*What is expected*:
Please copy each line of the records below that includes the word "FromStr".

[Records from a data source]
* * * * *

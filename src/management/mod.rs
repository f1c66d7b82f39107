mod auth;

pub use auth::CredentialStore;
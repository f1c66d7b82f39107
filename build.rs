//! Build script for the Spotify PKCE client.
//!
//! Copies the `.env.example` configuration template into the user's local
//! data directory so it sits next to the `.env` file the binary loads:
//! - Linux: `~/.local/share/spotify-pkce/.env.example`
//! - macOS: `~/Library/Application Support/spotify-pkce/.env.example`
//! - Windows: `%LOCALAPPDATA%/spotify-pkce/.env.example`
//!
//! Failing to copy the template only produces a cargo warning; the build
//! itself never depends on the user's data directory being writable.

use std::{env, fs, path::PathBuf};

fn main() -> Result<(), Box<dyn std::error::Error>> {
    println!("cargo:rerun-if-changed=.env.example");

    let manifest_dir = PathBuf::from(env::var("CARGO_MANIFEST_DIR")?);
    let env_example_path = manifest_dir.join(".env.example");

    if !env_example_path.is_file() {
        println!(
            "cargo:warning=.env.example not found at {}",
            env_example_path.display()
        );
        return Ok(());
    }

    let mut out_dir = dirs::data_local_dir().unwrap_or_else(|| PathBuf::from("."));
    out_dir.push("spotify-pkce");

    let copied = fs::create_dir_all(&out_dir)
        .and_then(|_| fs::copy(&env_example_path, out_dir.join(".env.example")));
    if let Err(e) = copied {
        println!(
            "cargo:warning=could not copy .env.example to {}: {}",
            out_dir.display(),
            e
        );
    }

    Ok(())
}
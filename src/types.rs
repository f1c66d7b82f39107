use std::{fmt, net::SocketAddr, str::FromStr};

use serde::{Deserialize, Serialize};

use crate::error::MissingScopes;

/// Bearer-token record returned by the token endpoint and persisted between runs.
///
/// Field names match the provider's JSON response so the record can be
/// deserialized straight from the token endpoint and written back unchanged.
#[derive(Clone, PartialEq, Eq, Serialize, Deserialize)]
pub struct Credentials {
    pub access_token: String,
    #[serde(default = "default_token_type")]
    pub token_type: String,
    /// Space-separated scope identifiers granted to `access_token`.
    #[serde(default)]
    pub scope: String,
    #[serde(default = "default_expires_in")]
    pub expires_in: u64,
    #[serde(default, skip_serializing_if = "Option::is_none")]
    pub refresh_token: Option<String>,
}

fn default_token_type() -> String {
    "Bearer".to_string()
}

fn default_expires_in() -> u64 {
    3600
}

impl Credentials {
    /// A record is only usable with a non-empty access token.
    pub fn is_usable(&self) -> bool {
        !self.access_token.trim().is_empty()
    }

    /// Refresh token, if the provider issued a non-empty one.
    pub fn refresh_token(&self) -> Option<&str> {
        self.refresh_token.as_deref().filter(|t| !t.is_empty())
    }

    /// Value for the `Authorization` header of API requests.
    pub fn authorization_header(&self) -> String {
        format!("Bearer {}", self.access_token)
    }

    /// Iterates the granted scope identifiers as sent by the provider.
    pub fn scopes(&self) -> impl Iterator<Item = &str> {
        self.scope.split_whitespace()
    }

    pub fn has_scope(&self, scope: Scope) -> bool {
        self.scopes().any(|s| s == scope.as_str())
    }

    /// Fails with every scope from `required` that was not granted.
    pub fn require_scopes(&self, required: &[Scope]) -> Result<(), MissingScopes> {
        let missing: Vec<Scope> = required
            .iter()
            .copied()
            .filter(|s| !self.has_scope(*s))
            .collect();

        if missing.is_empty() {
            Ok(())
        } else {
            Err(MissingScopes(missing))
        }
    }
}

impl fmt::Debug for Credentials {
    fn fmt(&self, f: &mut fmt::Formatter<'_>) -> fmt::Result {
        f.debug_struct("Credentials")
            .field("access_token", &"[redacted]")
            .field("token_type", &self.token_type)
            .field("scope", &self.scope)
            .field("expires_in", &self.expires_in)
            .field(
                "refresh_token",
                &self.refresh_token.as_ref().map(|_| "[redacted]"),
            )
            .finish()
    }
}

/// Permission identifiers understood by the Spotify Web API.
#[derive(Debug, Clone, Copy, PartialEq, Eq, Hash, Serialize, Deserialize)]
#[serde(rename_all = "kebab-case")]
pub enum Scope {
    UgcImageUpload,
    UserReadRecentlyPlayed,
    UserTopRead,
    UserReadPlaybackPosition,
    UserReadPlaybackState,
    UserModifyPlaybackState,
    UserReadCurrentlyPlaying,
    AppRemoteControl,
    Streaming,
    PlaylistModifyPublic,
    PlaylistModifyPrivate,
    PlaylistReadPrivate,
    PlaylistReadCollaborative,
    UserFollowModify,
    UserFollowRead,
    UserLibraryModify,
    UserLibraryRead,
    UserReadEmail,
    UserReadPrivate,
}

impl Scope {
    pub const ALL: [Scope; 19] = [
        Scope::UgcImageUpload,
        Scope::UserReadRecentlyPlayed,
        Scope::UserTopRead,
        Scope::UserReadPlaybackPosition,
        Scope::UserReadPlaybackState,
        Scope::UserModifyPlaybackState,
        Scope::UserReadCurrentlyPlaying,
        Scope::AppRemoteControl,
        Scope::Streaming,
        Scope::PlaylistModifyPublic,
        Scope::PlaylistModifyPrivate,
        Scope::PlaylistReadPrivate,
        Scope::PlaylistReadCollaborative,
        Scope::UserFollowModify,
        Scope::UserFollowRead,
        Scope::UserLibraryModify,
        Scope::UserLibraryRead,
        Scope::UserReadEmail,
        Scope::UserReadPrivate,
    ];

    pub fn as_str(&self) -> &'static str {
        match self {
            Scope::UgcImageUpload => "ugc-image-upload",
            Scope::UserReadRecentlyPlayed => "user-read-recently-played",
            Scope::UserTopRead => "user-top-read",
            Scope::UserReadPlaybackPosition => "user-read-playback-position",
            Scope::UserReadPlaybackState => "user-read-playback-state",
            Scope::UserModifyPlaybackState => "user-modify-playback-state",
            Scope::UserReadCurrentlyPlaying => "user-read-currently-playing",
            Scope::AppRemoteControl => "app-remote-control",
            Scope::Streaming => "streaming",
            Scope::PlaylistModifyPublic => "playlist-modify-public",
            Scope::PlaylistModifyPrivate => "playlist-modify-private",
            Scope::PlaylistReadPrivate => "playlist-read-private",
            Scope::PlaylistReadCollaborative => "playlist-read-collaborative",
            Scope::UserFollowModify => "user-follow-modify",
            Scope::UserFollowRead => "user-follow-read",
            Scope::UserLibraryModify => "user-library-modify",
            Scope::UserLibraryRead => "user-library-read",
            Scope::UserReadEmail => "user-read-email",
            Scope::UserReadPrivate => "user-read-private",
        }
    }
}

impl fmt::Display for Scope {
    fn fmt(&self, f: &mut fmt::Formatter<'_>) -> fmt::Result {
        f.write_str(self.as_str())
    }
}

impl FromStr for Scope {
    type Err = String;

    fn from_str(s: &str) -> Result<Self, Self::Err> {
        Scope::ALL
            .iter()
            .copied()
            .find(|scope| scope.as_str() == s)
            .ok_or_else(|| format!("unknown scope '{}'", s))
    }
}

/// Space-separated request form of a scope list.
pub fn join_scopes(scopes: &[Scope]) -> String {
    scopes
        .iter()
        .map(Scope::as_str)
        .collect::<Vec<_>>()
        .join(" ")
}

/// Parses a space-separated scope list, rejecting unknown identifiers.
pub fn parse_scopes(value: &str) -> Result<Vec<Scope>, String> {
    value.split_whitespace().map(Scope::from_str).collect()
}

/// State of a single full authorization attempt.
#[derive(Debug, Clone)]
pub struct FlowState {
    pub state_token: String,
    pub authorization_code: Option<String>,
    pub server_address: SocketAddr,
}
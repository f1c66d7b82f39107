use base64::{Engine, engine::general_purpose::URL_SAFE_NO_PAD};
use rand::RngCore;
use sha2::{Digest, Sha256};

/// Random bytes behind each code verifier; encodes to 86 characters.
const CODE_VERIFIER_BYTES: usize = 64;
const STATE_TOKEN_BYTES: usize = 16;

fn random_url_safe(len: usize) -> String {
    let mut bytes = vec![0u8; len];
    // ThreadRng is a CSPRNG seeded from the OS.
    rand::rng().fill_bytes(&mut bytes);
    URL_SAFE_NO_PAD.encode(bytes)
}

/// Generates a PKCE code verifier from the unreserved URL-safe alphabet.
pub fn generate_code_verifier() -> String {
    random_url_safe(CODE_VERIFIER_BYTES)
}

/// S256 code challenge: unpadded Base64URL of the verifier's SHA-256 digest.
pub fn generate_code_challenge(verifier: &str) -> String {
    let hash = Sha256::digest(verifier.as_bytes());
    URL_SAFE_NO_PAD.encode(hash)
}

pub fn generate_code_verifier_and_challenge() -> (String, String) {
    let verifier = generate_code_verifier();
    let challenge = generate_code_challenge(&verifier);
    (verifier, challenge)
}

/// Generates the per-flow CSRF `state` value.
pub fn generate_state_token() -> String {
    random_url_safe(STATE_TOKEN_BYTES)
}
use eframe::egui::{self, Color32, RichText};
use egui_extras::{Column, TableBuilder};
use mailsift_core::{AppViewModel, Msg, RecordStatus, ResultRowView};

const ROW_HEIGHT: f32 = 24.0;

pub fn draw(ui: &mut egui::Ui, view: &AppViewModel, intents: &mut Vec<Msg>) {
    ui.horizontal(|ui| {
        ui.label(
            RichText::new(format!(
                "Found {} emails across {} URLs.",
                view.total_emails, view.url_count
            ))
            .strong(),
        );
        ui.with_layout(egui::Layout::right_to_left(egui::Align::Center), |ui| {
            let download = ui
                .add_enabled(view.export_enabled, egui::Button::new("Download CSV"))
                .on_disabled_hover_text("No emails to export");
            if download.clicked() {
                intents.push(Msg::ExportClicked);
            }
            if ui.button("Start New").clicked() {
                intents.push(Msg::ResetClicked);
            }
        });
    });
    ui.add_space(8.0);

    TableBuilder::new(ui)
        .striped(true)
        .vscroll(false)
        .column(Column::exact(56.0))
        .column(Column::initial(340.0).at_least(120.0).resizable(true).clip(true))
        .column(Column::remainder().at_least(160.0))
        .header(ROW_HEIGHT, |mut header| {
            header.col(|ui| {
                ui.strong("Status");
            });
            header.col(|ui| {
                ui.strong("Source URL");
            });
            header.col(|ui| {
                ui.strong("Emails Found");
            });
        })
        .body(|body| {
            body.rows(ROW_HEIGHT, view.rows.len(), |mut row| {
                let record = &view.rows[row.index()];
                row.col(|ui| status_icon(ui, record.status));
                row.col(|ui| {
                    ui.hyperlink_to(record.url.as_str(), record.url.as_str());
                });
                row.col(|ui| emails_cell(ui, record));
            });
        });
}

fn status_icon(ui: &mut egui::Ui, status: RecordStatus) {
    match status {
        RecordStatus::Pending => {
            ui.spinner();
        }
        RecordStatus::Success => {
            ui.colored_label(Color32::from_rgb(0x4a, 0xde, 0x80), "✔")
                .on_hover_text("Success");
        }
        RecordStatus::Error => {
            ui.colored_label(ui.visuals().error_fg_color, "✖")
                .on_hover_text("Error");
        }
    }
}

fn emails_cell(ui: &mut egui::Ui, record: &ResultRowView) {
    match record.emails_label() {
        Some(emails) => {
            ui.label(emails);
        }
        None => {
            ui.label(RichText::new("None").weak().italics());
        }
    }
}
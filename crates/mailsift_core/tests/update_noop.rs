use mailsift_core::{update, AppState, Msg, RecordOutcome};

#[test]
fn engine_events_on_fresh_state_are_noops() {
    let msgs = [
        Msg::WorkbookRead(Ok(vec!["https://a.com".into()])),
        Msg::RecordStarted {
            record_id: 0,
            position: 1,
            total: 1,
        },
        Msg::RecordDone {
            record_id: 0,
            outcome: RecordOutcome::Success(vec!["x@a.com".into()]),
        },
        Msg::ProcessingFinished,
    ];

    for msg in msgs {
        let state = AppState::new();
        let (mut next, effects) = update(state.clone(), msg.clone());

        assert_eq!(state, next, "{msg:?} changed a fresh state");
        assert!(effects.is_empty());
        assert!(!next.consume_dirty());
    }
}

#[test]
fn export_without_results_is_noop() {
    let state = AppState::new();
    let (mut next, effects) = update(state.clone(), Msg::ExportClicked);

    assert_eq!(state, next);
    assert!(effects.is_empty());
    assert!(!next.consume_dirty());
}
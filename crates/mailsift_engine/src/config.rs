use std::fmt;
use std::time::Duration;

use engine_logging::{engine_debug, mask_secret};
use thiserror::Error;

pub const DEFAULT_MODEL: &str = "gemini-2.5-flash";
pub const DEFAULT_API_BASE: &str = "https://generativelanguage.googleapis.com/v1beta";

const DEFAULT_TIMEOUT_SECS: u64 = 120;

#[derive(Debug, Error, PartialEq, Eq)]
pub enum ConfigError {
    #[error("API_KEY environment variable not set")]
    MissingApiKey,
    #[error("invalid value for {name}: {value:?}")]
    InvalidValue { name: &'static str, value: String },
}

/// Settings for the Gemini extraction client.
#[derive(Clone)]
pub struct ExtractorSettings {
    pub api_key: String,
    pub model: String,
    pub base_url: String,
    pub connect_timeout: Duration,
    pub request_timeout: Duration,
    /// Surface request failures to the caller instead of treating them as "no emails".
    pub report_failures: bool,
}

impl ExtractorSettings {
    pub fn new(api_key: impl Into<String>) -> Self {
        Self {
            api_key: api_key.into(),
            model: DEFAULT_MODEL.to_string(),
            base_url: DEFAULT_API_BASE.to_string(),
            connect_timeout: Duration::from_secs(10),
            request_timeout: Duration::from_secs(DEFAULT_TIMEOUT_SECS),
            report_failures: false,
        }
    }

    /// Loads `.env` if present, then reads settings from the process environment.
    pub fn from_env() -> Result<Self, ConfigError> {
        if let Ok(path) = dotenvy::dotenv() {
            engine_debug!("Loaded environment from {:?}", path);
        }
        Self::from_lookup(|name| std::env::var(name).ok())
    }

    /// Builds settings from an arbitrary variable lookup.
    pub fn from_lookup<F>(lookup: F) -> Result<Self, ConfigError>
    where
        F: Fn(&str) -> Option<String>,
    {
        let non_empty = |name: &str| lookup(name).filter(|v| !v.trim().is_empty());

        let api_key = non_empty("API_KEY")
            .or_else(|| non_empty("GEMINI_API_KEY"))
            .ok_or(ConfigError::MissingApiKey)?;
        let mut settings = Self::new(api_key.trim());

        if let Some(model) = non_empty("MAILSIFT_MODEL") {
            settings.model = model.trim().to_string();
        }
        if let Some(base) = non_empty("MAILSIFT_API_BASE") {
            settings.base_url = base.trim().trim_end_matches('/').to_string();
        }
        if let Some(raw) = non_empty("MAILSIFT_TIMEOUT_SECS") {
            let secs = raw
                .trim()
                .parse::<u64>()
                .ok()
                .filter(|secs| *secs > 0)
                .ok_or(ConfigError::InvalidValue {
                    name: "MAILSIFT_TIMEOUT_SECS",
                    value: raw.clone(),
                })?;
            settings.request_timeout = Duration::from_secs(secs);
        }
        if let Some(raw) = non_empty("MAILSIFT_REPORT_FAILURES") {
            settings.report_failures = match raw.trim().to_ascii_lowercase().as_str() {
                "1" | "true" | "yes" => true,
                "0" | "false" | "no" => false,
                _ => {
                    return Err(ConfigError::InvalidValue {
                        name: "MAILSIFT_REPORT_FAILURES",
                        value: raw,
                    })
                }
            };
        }
        Ok(settings)
    }
}

impl fmt::Debug for ExtractorSettings {
    fn fmt(&self, f: &mut fmt::Formatter<'_>) -> fmt::Result {
        f.debug_struct("ExtractorSettings")
            .field("api_key", &mask_secret(&self.api_key))
            .field("model", &self.model)
            .field("base_url", &self.base_url)
            .field("connect_timeout", &self.connect_timeout)
            .field("request_timeout", &self.request_timeout)
            .field("report_failures", &self.report_failures)
            .finish()
    }
}
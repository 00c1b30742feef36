use crate::{RecordId, ScrapeResult, WorkbookSource};

/// Side effects requested by `update`; executed by the platform layer.
#[derive(Debug, Clone, PartialEq, Eq)]
pub enum Effect {
    ReadWorkbook(WorkbookSource),
    /// Scrape every URL in order, one at a time.
    ScrapeUrls(Vec<(RecordId, String)>),
    ExportCsv(Vec<ScrapeResult>),
}
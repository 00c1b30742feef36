use std::path::PathBuf;
use std::sync::Arc;

/// Where an uploaded workbook comes from.
#[derive(Debug, Clone, PartialEq, Eq)]
pub enum WorkbookSource {
    /// Picked from the file dialog, or dropped with a known path.
    Path(PathBuf),
    /// Dropped with its contents already in memory.
    Bytes { name: String, bytes: Arc<[u8]> },
}

impl WorkbookSource {
    pub fn display_name(&self) -> String {
        match self {
            WorkbookSource::Path(path) => path
                .file_name()
                .map(|name| name.to_string_lossy().into_owned())
                .unwrap_or_else(|| path.display().to_string()),
            WorkbookSource::Bytes { name, .. } => name.clone(),
        }
    }
}

#[derive(Debug, Clone, PartialEq, Eq)]
pub enum RecordOutcome {
    Success(Vec<String>),
    Failed,
}

/// A finished CSV export.
#[derive(Debug, Clone, PartialEq, Eq)]
pub struct SavedExport {
    pub path: PathBuf,
    /// Data rows, excluding the header.
    pub rows: usize,
    pub emails: usize,
}

#[derive(Debug, Clone, PartialEq, Eq)]
pub enum Msg {
    /// User dropped or picked a spreadsheet.
    FileSelected(WorkbookSource),
    /// Engine finished reading the workbook: URL list or a user-facing error.
    WorkbookRead(Result<Vec<String>, String>),
    /// Engine started the request for a record, the `position`-th (1-based) of `total`.
    RecordStarted {
        record_id: crate::RecordId,
        position: usize,
        total: usize,
    },
    /// Engine resolved the request for a record.
    RecordDone {
        record_id: crate::RecordId,
        outcome: RecordOutcome,
    },
    /// Engine ran out of URLs.
    ProcessingFinished,
    /// User clicked "Start New".
    ResetClicked,
    /// User clicked "Download CSV".
    ExportClicked,
    /// Export completed, or failed with a user-facing error.
    ExportFinished(Result<SavedExport, String>),
}
use std::sync::{mpsc, Arc};

use engine_logging::{engine_info, engine_warn};

use crate::{EmailExtractor, EngineEvent, FailureKind, RecordId};

pub trait ProgressSink: Send + Sync {
    fn emit(&self, event: EngineEvent);
}

/// Forwards events over a channel and pokes the waker so the UI repaints.
pub struct ChannelProgressSink {
    tx: mpsc::Sender<EngineEvent>,
    waker: Option<crate::Waker>,
}

impl ChannelProgressSink {
    pub fn new(tx: mpsc::Sender<EngineEvent>, waker: Option<crate::Waker>) -> Self {
        Self { tx, waker }
    }
}

impl ProgressSink for ChannelProgressSink {
    fn emit(&self, event: EngineEvent) {
        let _ = self.tx.send(event);
        if let Some(waker) = &self.waker {
            waker();
        }
    }
}

/// Scrapes every URL strictly in order, one request at a time.
///
/// Each record gets a `RecordStarted` and exactly one `RecordCompleted`; a failed
/// record never stops the ones after it. Returns the number of records processed.
pub async fn run_batch(
    extractor: Arc<dyn EmailExtractor>,
    jobs: Vec<(RecordId, String)>,
    sink: &dyn ProgressSink,
) -> usize {
    let total = jobs.len();
    engine_info!("Batch started: {} URLs", total);

    for (index, (record_id, url)) in jobs.into_iter().enumerate() {
        sink.emit(EngineEvent::RecordStarted {
            record_id,
            position: index + 1,
            total,
        });

        // Spawned so that a panicking extractor only fails its own record.
        let task = tokio::spawn({
            let extractor = extractor.clone();
            let url = url.clone();
            async move { extractor.extract(&url).await }
        });

        let result = match task.await {
            Ok(Ok(emails)) => {
                engine_info!("Record {} ok: {} emails from {}", record_id, emails.len(), url);
                Ok(emails)
            }
            Ok(Err(err)) => {
                engine_warn!("Record {} failed for {}: {}", record_id, url, err);
                Err(FailureKind::Extraction(err.to_string()))
            }
            Err(join_err) => {
                engine_warn!("Record {} task failed for {}: {}", record_id, url, join_err);
                Err(FailureKind::TaskFailed)
            }
        };

        sink.emit(EngineEvent::RecordCompleted { record_id, result });
    }

    engine_info!("Batch finished: {} URLs", total);
    sink.emit(EngineEvent::BatchFinished);
    total
}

* * * * *

*Expected answer*:
use std::{fmt, net::SocketAddr, str::FromStr};
impl FromStr for Scope {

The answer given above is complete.